Metal-organic framework (MOF) derived composites have attracted significant attention due to their potential in electrochemical energy storage and conversion applications because of their unique properties, including high surface area, tunable pore size, and functionalized ligand groups. We synthesized graphene-coated transition metal oxides (NiCo2O4-NiO-Co) composites (C-NiCo) using a straightforward MOF precursor method and unraveled the effect of carboxylic ligand groups on their electrochemical performance. The results showed that the numbers and positions of carboxylic groups in the ligands could modulate the exposure level of the active metal centers and their local reduction environment, which led to improved oxygen evolution reaction (OER) and lithium-ion storage performances.
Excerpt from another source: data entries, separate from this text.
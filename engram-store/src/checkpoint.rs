//! Checkpoint store: per-processor {last processed id, updated at}.

use std::sync::Arc;

use engram_core::{Checkpoint, Clock, Result, SystemClock};

use crate::backend::Backend;
use crate::{codec, keys};

pub struct CheckpointStore {
    backend: Backend,
    clock: Arc<dyn Clock>,
}

impl CheckpointStore {
    pub fn new(backend: &Backend) -> Self {
        Self::with_clock(backend, Arc::new(SystemClock))
    }

    pub fn with_clock(backend: &Backend, clock: Arc<dyn Clock>) -> Self {
        CheckpointStore {
            backend: backend.clone(),
            clock,
        }
    }

    /// Persist the checkpoint under its processor key, stamping
    /// `updated_at` with the store clock. Returns the stamped checkpoint.
    pub fn save(&self, mut checkpoint: Checkpoint) -> Result<Checkpoint> {
        checkpoint.updated_at = self.clock.now();
        self.backend.with_write(|scope| {
            scope.set(
                &keys::checkpoint_key(&checkpoint.processor_type),
                &codec::encode_checkpoint(&checkpoint),
            )
        })?;
        Ok(checkpoint)
    }

    /// Load the checkpoint for a processor type, or None if it has never
    /// been saved.
    pub fn load(&self, processor_type: &str) -> Result<Option<Checkpoint>> {
        self.backend.with_read(|scope| {
            match scope.get(&keys::checkpoint_key(processor_type))? {
                Some(raw) => Ok(Some(codec::decode_checkpoint(&raw)?)),
                None => Ok(None),
            }
        })
    }
}

#[cfg(test)]
#[allow(clippy::unwrap_used, clippy::expect_used)]
mod tests {
    use super::*;
    use chrono::{Duration, Utc};
    use engram_core::{Id, ManualClock};

    #[test]
    fn test_load_absent_returns_none() {
        let backend = Backend::open("", true).unwrap();
        let store = CheckpointStore::new(&backend);
        assert!(store.load("embedding").unwrap().is_none());
    }

    #[test]
    fn test_save_stamps_and_round_trips() {
        let backend = Backend::open("", true).unwrap();
        let clock = Arc::new(ManualClock::new(Utc::now()));
        let store = CheckpointStore::with_clock(&backend, clock.clone());

        let saved = store
            .save(Checkpoint {
                processor_type: "embedding".to_string(),
                last_id: Id(17),
                updated_at: Utc::now() - Duration::days(30),
            })
            .unwrap();
        assert_eq!(saved.updated_at, clock.now());

        let loaded = store.load("embedding").unwrap().unwrap();
        assert_eq!(loaded, saved);
    }

    #[test]
    fn test_checkpoints_are_per_processor() {
        let backend = Backend::open("", true).unwrap();
        let store = CheckpointStore::new(&backend);

        store
            .save(Checkpoint {
                processor_type: "embedding".to_string(),
                last_id: Id(5),
                updated_at: Utc::now(),
            })
            .unwrap();
        store
            .save(Checkpoint {
                processor_type: "concept".to_string(),
                last_id: Id(9),
                updated_at: Utc::now(),
            })
            .unwrap();

        assert_eq!(store.load("embedding").unwrap().unwrap().last_id, Id(5));
        assert_eq!(store.load("concept").unwrap().unwrap().last_id, Id(9));
    }

    #[test]
    fn test_save_overwrites() {
        let backend = Backend::open("", true).unwrap();
        let store = CheckpointStore::new(&backend);
        for last in [3u64, 8, 21] {
            store
                .save(Checkpoint {
                    processor_type: "concept".to_string(),
                    last_id: Id(last),
                    updated_at: Utc::now(),
                })
                .unwrap();
        }
        assert_eq!(store.load("concept").unwrap().unwrap().last_id, Id(21));
    }
}
//! engram-reembed - Offline maintenance passes over a database.
//!
//! Three operations share one decomposition (config, iterator, batch
//! processor, orchestrator): re-embedding every chat record, re-embedding
//! every concept, and re-running concept extraction. All three retry
//! provider calls with exponential backoff and unit-normalize vectors
//! before writing, so databases built against a non-normalizing provider
//! stay usable with inner-product similarity.

mod batch;
mod extract;
mod iterator;
mod progress;
mod reembedder;
mod retry;
mod vector;

pub use batch::{BatchProcessor, ConceptBatchProcessor};
pub use extract::ConceptExtractionRunner;
pub use iterator::{ConceptIterator, RecordIterator};
pub use progress::ProgressTracker;
pub use reembedder::{ConceptReembedder, Reembedder, ReembedConfig};
pub use retry::retry_with_backoff;
pub use vector::normalize_vector;
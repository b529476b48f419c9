//! Injectable wall-clock source.
//!
//! Stores stamp `inserted_at`/`updated_at` and validate `timestamp <= now`
//! through this trait so tests can pin time deterministically.

use chrono::{DateTime, Utc};
use std::sync::Mutex;

/// A source of the current UTC time.
pub trait Clock: Send + Sync {
    fn now(&self) -> DateTime<Utc>;
}

/// The system clock. Default for production.
#[derive(Debug, Clone, Copy, Default)]
pub struct SystemClock;

impl Clock for SystemClock {
    fn now(&self) -> DateTime<Utc> {
        Utc::now()
    }
}

/// A clock pinned to an explicit instant, advanced manually. Intended for
/// tests that need reproducible timestamps.
#[derive(Debug)]
pub struct ManualClock {
    now: Mutex<DateTime<Utc>>,
}

impl ManualClock {
    pub fn new(now: DateTime<Utc>) -> Self {
        ManualClock {
            now: Mutex::new(now),
        }
    }

    /// Move the clock forward (or backward) by the given duration.
    pub fn advance(&self, delta: chrono::Duration) {
        let mut now = self.now.lock().unwrap_or_else(|e| e.into_inner());
        *now += delta;
    }

    /// Pin the clock to an explicit instant.
    pub fn set(&self, instant: DateTime<Utc>) {
        let mut now = self.now.lock().unwrap_or_else(|e| e.into_inner());
        *now = instant;
    }
}

impl Clock for ManualClock {
    fn now(&self) -> DateTime<Utc> {
        *self.now.lock().unwrap_or_else(|e| e.into_inner())
    }
}

#[cfg(test)]
#[allow(clippy::unwrap_used, clippy::expect_used)]
mod tests {
    use super::*;
    use chrono::Duration;

    #[test]
    fn test_manual_clock_advances() {
        let start = Utc::now();
        let clock = ManualClock::new(start);
        assert_eq!(clock.now(), start);

        clock.advance(Duration::seconds(30));
        assert_eq!(clock.now(), start + Duration::seconds(30));
    }

    #[test]
    fn test_manual_clock_set() {
        let clock = ManualClock::new(Utc::now());
        let pinned = Utc::now() - Duration::days(1);
        clock.set(pinned);
        assert_eq!(clock.now(), pinned);
    }
}
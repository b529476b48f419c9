//! Linear vector-similarity scan over chat records.
//!
//! Walks every chat primary key, skipping the index and sequence keys that
//! share the `charec` prefix, and scores each vectorized record against the
//! query by inner product. Embeddings are unit-normalized by convention, so
//! the inner product is cosine similarity. Complexity is linear in the
//! number of records; this scan is the algorithmic bottleneck of search.

use engram_core::{Result, SearchResult};

use crate::backend::Direction;
use crate::chat::ChatStore;
use crate::{codec, keys};

impl ChatStore {
    /// Records whose vector scores at least `min_similarity` against
    /// `query`, sorted by score descending and truncated to `limit`.
    /// Records without a vector are skipped.
    pub fn find_similar(
        &self,
        query: &[f32],
        min_similarity: f32,
        limit: usize,
    ) -> Result<Vec<SearchResult>> {
        let mut results = self.backend.with_read(|scope| {
            let mut results = Vec::new();
            for entry in scope.iter_prefix(keys::CHAT_RECORD_PREFIX, Direction::Forward)? {
                let (key, value) = entry?;
                if !keys::is_chat_record_key(&key) {
                    continue;
                }
                let record = codec::decode_chat_record(&value).map_err(|err| {
                    tracing::error!(
                        key = %String::from_utf8_lossy(&key),
                        error = %err,
                        "corrupt chat record"
                    );
                    err
                })?;
                if record.vector.is_empty() {
                    continue;
                }
                let score = dot_product(query, &record.vector);
                if score >= min_similarity {
                    results.push(SearchResult { record, score });
                }
            }
            Ok(results)
        })?;

        results.sort_by(|a, b| b.score.total_cmp(&a.score));
        results.truncate(limit);
        Ok(results)
    }
}

/// Inner product over the shorter of the two vectors.
fn dot_product(a: &[f32], b: &[f32]) -> f32 {
    a.iter().zip(b).map(|(x, y)| x * y).sum()
}

#[cfg(test)]
#[allow(clippy::unwrap_used, clippy::expect_used)]
mod tests {
    use super::*;
    use crate::backend::Backend;
    use chrono::Utc;
    use engram_core::{ChatRecord, Speaker};

    fn store_with_vectors(vectors: &[&[f32]]) -> ChatStore {
        let backend = Backend::open("", true).unwrap();
        let store = ChatStore::new(&backend).unwrap();
        let now = Utc::now();
        let added = store
            .add(
                vectors
                    .iter()
                    .enumerate()
                    .map(|(i, _)| ChatRecord::new(Speaker::Human, format!("record {i}"), now))
                    .collect(),
            )
            .unwrap();
        let enriched: Vec<ChatRecord> = added
            .into_iter()
            .zip(vectors)
            .map(|(mut record, vector)| {
                record.vector = vector.to_vec();
                record
            })
            .collect();
        store.update(enriched).unwrap();
        store
    }

    #[test]
    fn test_dot_product_uses_shorter_length() {
        assert_eq!(dot_product(&[1.0, 2.0, 3.0], &[1.0, 1.0]), 3.0);
        assert_eq!(dot_product(&[1.0], &[2.0, 100.0]), 2.0);
    }

    #[test]
    fn test_find_similar_orders_by_score() {
        let store = store_with_vectors(&[
            &[1.0, 0.0],
            &[0.0, 1.0],
            &[0.7071, 0.7071],
        ]);
        let results = store.find_similar(&[1.0, 0.0], 0.1, 10).unwrap();
        assert_eq!(results.len(), 2);
        assert!((results[0].score - 1.0).abs() < 1e-5);
        assert!((results[1].score - 0.7071).abs() < 1e-4);
    }

    #[test]
    fn test_find_similar_applies_threshold() {
        let store = store_with_vectors(&[&[1.0, 0.0], &[0.0, 1.0]]);
        let results = store.find_similar(&[1.0, 0.0], 0.5, 10).unwrap();
        assert_eq!(results.len(), 1);
    }

    #[test]
    fn test_find_similar_skips_vectorless_records() {
        let backend = Backend::open("", true).unwrap();
        let store = ChatStore::new(&backend).unwrap();
        store
            .add(vec![ChatRecord::new(Speaker::Human, "no vector yet", Utc::now())])
            .unwrap();
        let results = store.find_similar(&[1.0, 0.0], 0.0, 10).unwrap();
        assert!(results.is_empty());
    }

    #[test]
    fn test_find_similar_zero_limit() {
        let store = store_with_vectors(&[&[1.0, 0.0]]);
        let results = store.find_similar(&[1.0, 0.0], 0.0, 0).unwrap();
        assert!(results.is_empty());
    }

    #[test]
    fn test_find_similar_truncates_to_limit() {
        let store = store_with_vectors(&[&[1.0, 0.0], &[0.9, 0.1], &[0.8, 0.2]]);
        let results = store.find_similar(&[1.0, 0.0], 0.0, 2).unwrap();
        assert_eq!(results.len(), 2);
        assert!(results[0].score >= results[1].score);
    }
}
/// Orchestrates ingestion and enrichment of chat records.
pub struct Pipeline {
    chat: Arc<ChatStore>,
    checkpoints: Arc<CheckpointStore>,
    embedding_pool: WorkerPool,
    concept_pool: WorkerPool,
    embedding_proc: Arc<EmbeddingProcessor>,
    concept_proc: Arc<ConceptProcessor>,
    progress_interval: usize,
}

impl std::fmt::Debug for Pipeline {
    fn fmt(&self, f: &mut std::fmt::Formatter<'_>) -> std::fmt::Result {
        f.debug_struct("Pipeline").finish_non_exhaustive()
    }
}

impl Pipeline {
    pub fn builder() -> PipelineBuilder {
        PipelineBuilder::default()
    }

    /// Re-process everything past the checkpoints, synchronously.
    ///
    /// Records after the lower of the two checkpoints are fetched once;
    /// each processor then handles its own tail in progress-interval
    /// batches, checkpointing after each. A processing error aborts
    /// startup; a checkpoint error after a successful batch is only logged,
    /// because the next recovery pass covers it.
    async fn recover(&self) -> Result<()> {
        let embedding_checkpoint = self.checkpoints.load(PROCESSOR_TYPE_EMBEDDING)?;
        let concept_checkpoint = self.checkpoints.load(PROCESSOR_TYPE_CONCEPT)?;

        let lowest = match (&embedding_checkpoint, &concept_checkpoint) {
            (Some(embedding), Some(concept)) => embedding.last_id.min(concept.last_id),
            // At least one processor has never run; start from the
            // beginning so it sees every record.
            _ => Id::ZERO,
        };

        let pending = self.chat.after_id(lowest)?;
        if pending.is_empty() {
            tracing::info!("no pending records to recover");
            return Ok(());
        }
        tracing::info!(count = pending.len(), "recovering pending records");

        let all_ids: Vec<Id> = pending.iter().map(|r| r.id).collect();

        let embedding_last = embedding_checkpoint.map(|c| c.last_id).unwrap_or(Id::ZERO);
        let embedding_ids: Vec<Id> = all_ids
            .iter()
            .copied()
            .filter(|id| *id > embedding_last)
            .collect();
        if !embedding_ids.is_empty() {
            tracing::info!(count = embedding_ids.len(), "recovering embeddings");
            self.process_with_progress(&*self.embedding_proc, "embeddings", &embedding_ids)
                .await?;
        }

        let concept_last = concept_checkpoint.map(|c| c.last_id).unwrap_or(Id::ZERO);
        let concept_ids: Vec<Id> = all_ids
            .iter()
            .copied()
            .filter(|id| *id > concept_last)
            .collect();
        if !concept_ids.is_empty() {
            tracing::info!(count = concept_ids.len(), "recovering concepts");
            self.process_with_progress(&*self.concept_proc, "concepts", &concept_ids)
                .await?;
        }

        tracing::info!("recovery complete");
        Ok(())
    }

    async fn process_with_progress(
        &self,
        processor: &dyn Processor,
        name: &str,
        ids: &[Id],
    ) -> Result<()> {
        let total = ids.len();
        let mut processed = 0;
        for batch in ids.chunks(self.progress_interval) {
            processor.process(batch).await?;
            if let Err(err) = processor.checkpoint().await {
                tracing::error!(
                    processor = name,
                    error = %err,
                    "error saving checkpoint during recovery"
                );
            }
            processed += batch.len();
            tracing::info!(processor = name, processed, total, "recovery progress");
        }
        Ok(())
    }

    /// Store `messages` as records of `speaker` and queue both enrichment
    /// stages. Returns as soon as the records are committed; enrichment
    /// errors are logged inside the pools and repaired by the next recovery
    /// pass, never surfaced here.
    pub async fn ingest(
        &self,
        speaker: Speaker,
        messages: &[String],
        options: IngestOptions,
    ) -> Result<()> {
        if messages.is_empty() {
            return Ok(());
        }

        let records: Vec<ChatRecord> = messages
            .iter()
            .map(|message| {
                let timestamp = options.timestamp.unwrap_or_else(Utc::now);
                let mut record = ChatRecord::new(speaker, message.clone(), timestamp);
                record.metadata = options.metadata.clone();
                record
            })
            .collect();

        let added = self.chat.add(records)?;
        let ids: Vec<Id> = added.iter().map(|r| r.id).collect();

        let embedding_proc = Arc::clone(&self.embedding_proc);
        let embedding_ids = ids.clone();
        self.embedding_pool.submit(async move {
            if let Err(err) = embedding_proc.process(&embedding_ids).await {
                tracing::error!(error = %err, "error processing embeddings");
                return;
            }
            if let Err(err) = embedding_proc.checkpoint().await {
                tracing::error!(error = %err, "error applying embedding checkpoint");
            }
        });

        let concept_proc = Arc::clone(&self.concept_proc);
        self.concept_pool.submit(async move {
            if let Err(err) = concept_proc.process(&ids).await {
                tracing::error!(error = %err, "error processing concepts");
                return;
            }
            if let Err(err) = concept_proc.checkpoint().await {
                tracing::error!(error = %err, "error applying concept checkpoint");
            }
        });

        Ok(())
    }

    /// Drain and destroy both pools. Safe to call multiple times. The
    /// pipeline accepts no further enrichment work afterwards.
    pub async fn release(&self) {
        self.embedding_pool.release().await;
        self.concept_pool.release().await;
    }
}
//! engram - An embedded semantic-memory engine for conversational records.
//!
//! Chat messages are stored immediately, enriched asynchronously with
//! vector embeddings and extracted concepts, and retrieved through a hybrid
//! search combining vector similarity, conceptual overlap, and verbatim
//! keyword matching.
//!
//! ```no_run
//! use engram::{Database, DatabaseOptions, IngestOptions, PipelineConfig, Speaker};
//!
//! # async fn example() -> engram::Result<()> {
//! let db = Database::open("./memory", DatabaseOptions::default())?;
//! let pipeline = db.pipeline(PipelineConfig::default()).await?;
//!
//! pipeline
//!     .ingest(
//!         Speaker::Human,
//!         &["Alice went to Paris".to_string()],
//!         IngestOptions::default(),
//!     )
//!     .await?;
//!
//! let results = db.searcher().search("where did alice go?", 5).await?;
//! for hit in results {
//!     println!("{:.2}  {}", hit.score, hit.record.contents);
//! }
//!
//! pipeline.release().await;
//! db.close()?;
//! # Ok(())
//! # }
//! ```

mod database;

pub use database::{Database, DatabaseOptions};

pub use engram_ai::{AiConfig, ConceptExtractor, Embedder, ExtractedConcept, Provider};
pub use engram_core::{
    ChatRecord, Checkpoint, Concept, ConceptRef, Error, ErrorKind, Id, Result, SearchResult,
    Speaker,
};
pub use engram_ingest::{IngestOptions, Pipeline, PipelineConfig};
pub use engram_search::{NoopMonitor, SearchMonitor, Searcher};
pub use engram_store::{Backend, ChatStore, CheckpointStore, ConceptStore};
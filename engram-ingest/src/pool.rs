//! Fixed-size worker pool over a shared FIFO queue.
//!
//! Submissions never reject: the queue is unbounded and workers drain it in
//! submission order. Each worker picks up the next job as soon as it is
//! free, so jobs from different submissions run concurrently up to the
//! worker count.

use std::future::Future;
use std::pin::Pin;
use std::sync::Arc;

use tokio::sync::{mpsc, Mutex as AsyncMutex};
use tokio::task::JoinHandle;

type Job = Pin<Box<dyn Future<Output = ()> + Send + 'static>>;

pub struct WorkerPool {
    sender: std::sync::Mutex<Option<mpsc::UnboundedSender<Job>>>,
    workers: std::sync::Mutex<Vec<JoinHandle<()>>>,
}

impl WorkerPool {
    /// Spawn a pool with `size` workers (minimum one). Must be called from
    /// within a tokio runtime.
    pub fn new(size: usize) -> Self {
        let size = size.max(1);
        let (sender, receiver) = mpsc::unbounded_channel::<Job>();
        let receiver = Arc::new(AsyncMutex::new(receiver));

        let workers = (0..size)
            .map(|_| {
                let receiver = Arc::clone(&receiver);
                tokio::spawn(async move {
                    loop {
                        // Hold the queue lock only while waiting for the
                        // next job, never while running one.
                        let job = {
                            let mut receiver = receiver.lock().await;
                            receiver.recv().await
                        };
                        match job {
                            Some(job) => job.await,
                            None => return,
                        }
                    }
                })
            })
            .collect();

        WorkerPool {
            sender: std::sync::Mutex::new(Some(sender)),
            workers: std::sync::Mutex::new(workers),
        }
    }

    /// Queue a job. Jobs submitted after [`release`] are dropped.
    ///
    /// [`release`]: WorkerPool::release
    pub fn submit(&self, job: impl Future<Output = ()> + Send + 'static) {
        let sender = self.sender.lock().unwrap_or_else(|e| e.into_inner());
        if let Some(sender) = sender.as_ref() {
            let _ = sender.send(Box::pin(job));
        }
    }

    /// Close the queue and wait for the workers to drain it. Idempotent.
    pub async fn release(&self) {
        let sender = {
            let mut sender = self.sender.lock().unwrap_or_else(|e| e.into_inner());
            sender.take()
        };
        drop(sender);

        let workers = {
            let mut workers = self.workers.lock().unwrap_or_else(|e| e.into_inner());
            std::mem::take(&mut *workers)
        };
        for worker in workers {
            let _ = worker.await;
        }
    }
}
//! Provider configuration.

use engram_core::{Error, Result};
use serde::{Deserialize, Serialize};

/// Configuration shared by the embedder and the concept extractor.
#[derive(Debug, Clone, PartialEq, Eq, Serialize, Deserialize)]
pub struct AiConfig {
    /// Base URL for the embedding service API.
    pub embedding_host: String,
    /// Base URL for the classification service API.
    pub classifier_host: String,
    /// Model identifier for text embeddings.
    pub embedding_model: String,
    /// Model identifier for concept extraction.
    pub classifier_model: String,
    /// Minimum importance (1-10) an extracted concept must reach; lower
    /// scores are filtered by the provider before the engine sees them.
    pub min_importance: u8,
}

impl Default for AiConfig {
    /// Defaults targeting a local OpenAI-compatible server, with both
    /// services on the same host.
    fn default() -> Self {
        let host = "http://localhost:11434/v1".to_string();
        AiConfig {
            embedding_host: host.clone(),
            classifier_host: host,
            embedding_model: "embeddinggemma".to_string(),
            classifier_model: "qwen2.5:3b".to_string(),
            min_importance: 6,
        }
    }
}

impl AiConfig {
    /// Set both hosts to the same URL.
    pub fn with_host(mut self, host: impl Into<String>) -> Self {
        let host = host.into();
        self.embedding_host = host.clone();
        self.classifier_host = host;
        self
    }

    pub fn with_embedding_host(mut self, host: impl Into<String>) -> Self {
        self.embedding_host = host.into();
        self
    }

    pub fn with_classifier_host(mut self, host: impl Into<String>) -> Self {
        self.classifier_host = host.into();
        self
    }

    pub fn with_embedding_model(mut self, model: impl Into<String>) -> Self {
        self.embedding_model = model.into();
        self
    }

    pub fn with_classifier_model(mut self, model: impl Into<String>) -> Self {
        self.classifier_model = model.into();
        self
    }

    pub fn with_min_importance(mut self, min: u8) -> Self {
        self.min_importance = min;
        self
    }

    /// Bring the configuration to canonical form: both hosts end with `/v1`
    /// (required by OpenAI-compatible APIs), with any trailing slash stripped
    /// before the suffix is appended.
    pub fn normalize(&mut self) {
        normalize_host(&mut self.embedding_host);
        normalize_host(&mut self.classifier_host);
    }

    /// Normalize, then check the configuration is complete.
    pub fn validate(&mut self) -> Result<()> {
        self.normalize();
        if self.embedding_host.is_empty() {
            return Err(Error::validation("ai config: embedding_host is required"));
        }
        if self.classifier_host.is_empty() {
            return Err(Error::validation("ai config: classifier_host is required"));
        }
        if self.embedding_model.is_empty() {
            return Err(Error::validation("ai config: embedding_model is required"));
        }
        if self.classifier_model.is_empty() {
            return Err(Error::validation("ai config: classifier_model is required"));
        }
        if !(1..=10).contains(&self.min_importance) {
            return Err(Error::validation(
                "ai config: min_importance must be between 1 and 10",
            ));
        }
        Ok(())
    }
}

fn normalize_host(host: &mut String) {
    if host.is_empty() || host.ends_with("/v1") {
        return;
    }
    let trimmed = host.trim_end_matches('/');
    *host = format!("{trimmed}/v1");
}

#[cfg(test)]
#[allow(clippy::unwrap_used, clippy::expect_used)]
mod tests {
    use super::*;
    use engram_core::ErrorKind;

    #[test]
    fn test_normalize_appends_v1() {
        let mut config = AiConfig::default().with_host("http://localhost:9100");
        config.normalize();
        assert_eq!(config.embedding_host, "http://localhost:9100/v1");
        assert_eq!(config.classifier_host, "http://localhost:9100/v1");
    }

    #[test]
    fn test_normalize_strips_trailing_slash() {
        let mut config = AiConfig::default().with_embedding_host("http://localhost:9100/");
        config.normalize();
        assert_eq!(config.embedding_host, "http://localhost:9100/v1");
    }

    #[test]
    fn test_normalize_idempotent() {
        let mut config = AiConfig::default();
        config.normalize();
        let first = config.clone();
        config.normalize();
        assert_eq!(config, first);
    }

    #[test]
    fn test_validate_rejects_missing_model() {
        let mut config = AiConfig::default().with_embedding_model("");
        let err = config.validate().unwrap_err();
        assert_eq!(err.kind(), ErrorKind::Validation);
    }

    #[test]
    fn test_validate_rejects_bad_min_importance() {
        let mut config = AiConfig::default().with_min_importance(0);
        assert!(config.validate().is_err());
        let mut config = AiConfig::default().with_min_importance(11);
        assert!(config.validate().is_err());
        let mut config = AiConfig::default().with_min_importance(10);
        assert!(config.validate().is_ok());
    }

    #[test]
    fn test_different_hosts_for_each_service() {
        let mut config = AiConfig::default()
            .with_embedding_host("http://embed:8000")
            .with_classifier_host("http://classify:8001");
        config.validate().unwrap();
        assert_eq!(config.embedding_host, "http://embed:8000/v1");
        assert_eq!(config.classifier_host, "http://classify:8001/v1");
    }
}
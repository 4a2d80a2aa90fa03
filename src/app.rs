//! 실행 흐름: 입력 파일과 두 테이블을 읽어 두 방식의 결과를 만든다

use std::ffi::OsString;
use std::fmt;
use std::path::{Path, PathBuf};

use clap::Parser;

use crate::config::LangDetectConfig;
use crate::core::source::read_text;
use crate::detection::{DetectError, Detection, Method};
use crate::table::{LanguageTable, TableError};

/// 명령행 인자
///
/// 경로는 `PathBuf`로 받으므로 UTF-8이 아닌 파일 이름도 그대로 열 수 있습니다.
/// 첫 번째 인자 뒤의 값은 무시합니다.
#[derive(Parser, Debug)]
#[command(
    name = "langdetect",
    version,
    about = "빈도 단어 / 트라이그램 방식으로 텍스트 파일의 언어를 판별합니다"
)]
pub struct Cli {
    /// 판별할 UTF-8 텍스트 파일
    #[arg(value_name = "TEXT_FILE")]
    pub text_file: PathBuf,

    /// 사용하지 않는 나머지 인자
    #[arg(hide = true, trailing_var_arg = true, allow_hyphen_values = true)]
    pub ignored: Vec<OsString>,
}

/// 실행 에러
#[derive(Debug)]
pub enum AppError {
    /// 입력 텍스트 읽기 실패
    Io {
        path: PathBuf,
        source: std::io::Error,
    },
    /// 테이블 로드 실패
    Table {
        path: PathBuf,
        source: TableError,
    },
    /// 탐지 실패
    Detect(DetectError),
}

impl fmt::Display for AppError {
    fn fmt(&self, f: &mut fmt::Formatter<'_>) -> fmt::Result {
        match self {
            AppError::Io { path, source } => {
                write!(f, "{}: 입력 파일 읽기 오류: {}", path.display(), source)
            }
            AppError::Table { path, source } => write!(f, "{}: {}", path.display(), source),
            AppError::Detect(e) => write!(f, "{}", e),
        }
    }
}

impl std::error::Error for AppError {
    fn source(&self) -> Option<&(dyn std::error::Error + 'static)> {
        match self {
            AppError::Io { source, .. } => Some(source),
            AppError::Table { source, .. } => Some(source),
            AppError::Detect(e) => Some(e),
        }
    }
}

impl From<DetectError> for AppError {
    fn from(e: DetectError) -> Self {
        AppError::Detect(e)
    }
}

/// 두 방식의 탐지 결과
#[derive(Debug, Clone, PartialEq, Eq)]
pub struct Report {
    pub word_frequency: Detection,
    pub ngram: Detection,
}

impl fmt::Display for Report {
    fn fmt(&self, f: &mut fmt::Formatter<'_>) -> fmt::Result {
        writeln!(
            f,
            "Result for the {} method: {}",
            Method::WordFrequency,
            self.word_frequency.language
        )?;
        write!(f, "Result for the {} method: {}", Method::Ngram, self.ngram.language)
    }
}

/// 이미 읽은 텍스트와 테이블로 두 방식 실행
pub fn detect_both(
    text: &str,
    count_table: &LanguageTable,
    ngram_table: &LanguageTable,
) -> Result<Report, AppError> {
    let word_frequency = Method::WordFrequency.detect(text, count_table)?;
    let ngram = Method::Ngram.detect(text, ngram_table)?;

    Ok(Report {
        word_frequency,
        ngram,
    })
}

fn load_table(path: &Path) -> Result<LanguageTable, AppError> {
    LanguageTable::load(path).map_err(|source| AppError::Table {
        path: path.to_path_buf(),
        source,
    })
}

/// 입력 파일과 설정의 두 테이블을 읽어 탐지 실행
///
/// 출력 전에 모든 파일을 읽으므로, 실패 시 부분 결과는 없습니다.
pub fn run(text_path: &Path, config: &LangDetectConfig) -> Result<Report, AppError> {
    let text = read_text(text_path).map_err(|source| AppError::Io {
        path: text_path.to_path_buf(),
        source,
    })?;

    let count_table = load_table(&config.count_table_path)?;
    let ngram_table = load_table(&config.ngram_table_path)?;

    detect_both(&text, &count_table, &ngram_table)
}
Notably, the C-NiCo135 composite, derived from 1,3,5-benzene tricarboxylic acid as the organic linker, exhibited a remarkable specific capacity of 1058 mAh g−1 in lithium-ion storage, while the C-NiCo14 composite, derived from 1,4-benzene dicarboxylic acid, displayed a significantly reduced overpotential for OER. This work highlights the importance of rational design and synthesis of MOF-derived composites for optimizing their electrochemical properties and provides insights for developing efficient and sustainable energy storage and conversion materials.